Apparently I was so insignificant that it wasn't even necessary for one of the nurses to tell me that she was performing an incredibly painful procedure until I screamed out in agony and asked her what exactly she was doing. After giving up hope of talking to my husband before an unplanned, unexpected, and major surgery, I was told, "you can't cry because I need a clear airway". No apologies from the nurse for not telling me about the procedure and no empathy from the anesthesiologist. It would not have taken more than five or ten seconds for the anesthesiologist to say that she knew it was a scary situation but it was important for her to have a clear airway in order to perform the operation as quickly as possible. It would not have taken any more time than necessary for the nurse to tell me she was about to perform a procedure that was painful so that I could have a second or two to prepare for it.

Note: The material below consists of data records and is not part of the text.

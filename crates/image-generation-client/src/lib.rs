//! FusionBrain (Kandinsky) text-to-image client
//!
//! Wraps the provider's asynchronous job protocol: list models, submit a job, poll its status,
//! then decode the returned base64 images locally.
//!
//! ```rust,no_run
//! use image_generation_client::{decode_and_store, ImageGenerationClient, PollOutcome};
//!
//! async fn example() -> Result<(), image_generation_client::ImageClientError> {
//!     let client = ImageGenerationClient::new("key".to_string(), "secret".to_string());
//!     let model = client.resolve_model().await?;
//!     let job = client.generate("a red fox in the snow", &model).await?;
//!     if let PollOutcome::Done(images) = client.wait(&job).await? {
//!         decode_and_store(&images[0], std::path::Path::new("fox.png"))?;
//!     }
//!     Ok(())
//! }
//! ```

mod decode;
mod error;
mod types;

pub use decode::decode_and_store;
pub use error::{ImageClientError, Result};
pub use types::{EncodedImage, JobId, ModelId, PollOutcome};

use reqwest::multipart::{Form, Part};
use reqwest::{Client, RequestBuilder, Response};
use serde::de::DeserializeOwned;
use std::time::Duration;
use tracing::{debug, info, instrument, warn};

use types::{ModelEntry, RunResponse, StatusResponse};

pub const DEFAULT_BASE_URL: &str = "https://api-key.fusionbrain.ai/";
pub const DEFAULT_IMAGE_SIZE: u32 = 1024;
pub const DEFAULT_MAX_ATTEMPTS: u32 = 10;
pub const DEFAULT_POLL_DELAY: Duration = Duration::from_secs(10);

const MODELS_PATH: &str = "key/api/v1/models";
const RUN_PATH: &str = "key/api/v1/text2image/run";
const STATUS_PATH: &str = "key/api/v1/text2image/status/";

/// Client for the FusionBrain job API. Cheap to clone (shares the HTTP connection pool).
#[derive(Clone)]
pub struct ImageGenerationClient {
    client: Client,
    base_url: String,
    api_key: String,
    secret_key: String,
    width: u32,
    height: u32,
    max_attempts: u32,
    poll_delay: Duration,
}

impl ImageGenerationClient {
    /// Creates a client for the public endpoint with default size and poll budget.
    pub fn new(api_key: String, secret_key: String) -> Self {
        Self {
            client: Client::new(),
            base_url: DEFAULT_BASE_URL.to_string(),
            api_key,
            secret_key,
            width: DEFAULT_IMAGE_SIZE,
            height: DEFAULT_IMAGE_SIZE,
            max_attempts: DEFAULT_MAX_ATTEMPTS,
            poll_delay: DEFAULT_POLL_DELAY,
        }
    }

    /// Uses another endpoint (e.g. a mock server). A trailing slash is added when missing.
    pub fn with_base_url(mut self, base_url: impl Into<String>) -> Self {
        let mut base_url = base_url.into();
        if !base_url.ends_with('/') {
            base_url.push('/');
        }
        self.base_url = base_url;
        self
    }

    /// Sets the image size used by [`Self::generate`].
    pub fn with_size(mut self, width: u32, height: u32) -> Self {
        self.width = width;
        self.height = height;
        self
    }

    /// Sets the poll budget used by [`Self::wait`].
    pub fn with_poll(mut self, max_attempts: u32, delay: Duration) -> Self {
        self.max_attempts = max_attempts;
        self.poll_delay = delay;
        self
    }

    pub fn base_url(&self) -> &str {
        &self.base_url
    }

    pub fn max_attempts(&self) -> u32 {
        self.max_attempts
    }

    pub fn poll_delay(&self) -> Duration {
        self.poll_delay
    }

    /// Returns the first model the provider lists.
    #[instrument(skip(self))]
    pub async fn resolve_model(&self) -> Result<ModelId> {
        info!(api_key = %mask_secret(&self.api_key), "step: image models request");

        let response = self
            .authorized(self.client.get(self.url(MODELS_PATH)))
            .send()
            .await?;
        let models: Vec<ModelEntry> = read_json(response, "models").await?;

        let model: ModelId = models
            .into_iter()
            .next()
            .map(|m| m.id.into())
            .ok_or_else(|| ImageClientError::Provider("model list is empty".to_string()))?;

        info!(model_id = %model, "step: image model resolved");
        Ok(model)
    }

    /// Submits a job with the configured size and one image.
    pub async fn generate(&self, prompt: &str, model: &ModelId) -> Result<JobId> {
        self.submit(prompt, model, 1, self.width, self.height).await
    }

    /// Submits a generation job and returns its identifier.
    #[instrument(skip(self, prompt))]
    pub async fn submit(
        &self,
        prompt: &str,
        model: &ModelId,
        count: u32,
        width: u32,
        height: u32,
    ) -> Result<JobId> {
        info!(
            model_id = %model,
            count,
            width,
            height,
            prompt_preview = %prompt.chars().take(100).collect::<String>(),
            "step: image generation submit"
        );

        let params = generation_params(prompt, count, width, height);
        let form = Form::new()
            .text("model_id", model.to_string())
            .part(
                "params",
                Part::text(params.to_string()).mime_str("application/json")?,
            );

        let response = self
            .authorized(self.client.post(self.url(RUN_PATH)))
            .multipart(form)
            .send()
            .await?;
        let run: RunResponse = read_json(response, "submit").await?;

        info!(job_id = %run.uuid, "step: image generation job accepted");
        Ok(JobId(run.uuid))
    }

    /// Polls with the configured budget.
    pub async fn wait(&self, job: &JobId) -> Result<PollOutcome> {
        self.poll(job, self.max_attempts, self.poll_delay).await
    }

    /// Queries the job status up to `max_attempts` times, waiting `delay` between attempts.
    ///
    /// Returns [`PollOutcome::Done`] on `DONE` and [`PollOutcome::TimedOut`] once the budget is spent.
    /// A `FAIL` status ends polling with [`ImageClientError::Provider`].
    #[instrument(skip(self))]
    pub async fn poll(&self, job: &JobId, max_attempts: u32, delay: Duration) -> Result<PollOutcome> {
        let url = self.url(&format!("{}{}", STATUS_PATH, job));

        for attempt in 1..=max_attempts {
            let response = self.authorized(self.client.get(&url)).send().await?;
            let status: StatusResponse = read_json(response, "status").await?;

            match status.status.as_str() {
                "DONE" => {
                    let images = status.into_images();
                    info!(job_id = %job, attempt, images = images.len(), "step: image generation done");
                    return Ok(PollOutcome::Done(images));
                }
                "FAIL" => {
                    let reason = status
                        .error_description
                        .unwrap_or_else(|| "no description".to_string());
                    warn!(job_id = %job, attempt, reason = %reason, "Image generation job failed");
                    return Err(ImageClientError::Provider(format!(
                        "generation {} failed: {}",
                        job, reason
                    )));
                }
                other => debug!(job_id = %job, attempt, status = %other, "Image generation pending"),
            }

            if attempt < max_attempts {
                tokio::time::sleep(delay).await;
            }
        }

        warn!(job_id = %job, attempts = max_attempts, "Image generation poll budget exhausted");
        Ok(PollOutcome::TimedOut {
            attempts: max_attempts,
        })
    }

    fn url(&self, path: &str) -> String {
        format!("{}{}", self.base_url, path)
    }

    fn authorized(&self, request: RequestBuilder) -> RequestBuilder {
        request
            .header("X-Key", format!("Key {}", self.api_key))
            .header("X-Secret", format!("Secret {}", self.secret_key))
    }
}

/// JSON `params` part of the submit form.
fn generation_params(prompt: &str, count: u32, width: u32, height: u32) -> serde_json::Value {
    serde_json::json!({
        "type": "GENERATE",
        "numImages": count,
        "width": width,
        "height": height,
        "generateParams": {
            "query": prompt,
        },
    })
}

/// Checks the status code and parses the body, mapping both failures to [`ImageClientError::Provider`].
async fn read_json<T: DeserializeOwned>(response: Response, what: &str) -> Result<T> {
    let status = response.status();
    let body = response.text().await?;
    if !status.is_success() {
        return Err(ImageClientError::Provider(format!(
            "{} request failed ({}): {}",
            what,
            status,
            body.chars().take(300).collect::<String>()
        )));
    }
    serde_json::from_str(&body)
        .map_err(|e| ImageClientError::Provider(format!("malformed {} response: {}", what, e)))
}

/// Masks a secret for logging: first 4 and last 2 characters, or `***` for short values.
pub fn mask_secret(secret: &str) -> String {
    let chars: Vec<char> = secret.chars().collect();
    if chars.len() <= 8 {
        return "***".to_string();
    }
    let head: String = chars[..4].iter().collect();
    let tail: String = chars[chars.len() - 2..].iter().collect();
    format!("{}***{}", head, tail)
}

I had sheets taped to me and was covered in antiseptic and had someone strap my hands down, and no one ever said a word to me about what they were doing or why they were doing it. Not a single person took even a second of their time to care for me. And that's why I'm mad, and that's why I'm upset and that's why I'm traumatized. And that is why when you tell me I should be happy that I had the c-section, I get upset and hurt and angry. It is because I am flooded with thoughts and feelings of the most degrading, heartbreaking, and scariest moments of my life and I'm expected to appreciate that all of it happened to me.
I am glad that I have Lily. I could not love her more if I tried - she and her daddy are the two most important people in my life. But I will never be grateful that the c-section happened the way that it did. Maybe someday I will be able to separate the emotions of the c-section from the way that it was handled. I am working toward that goal fervently, but for now I just need more time.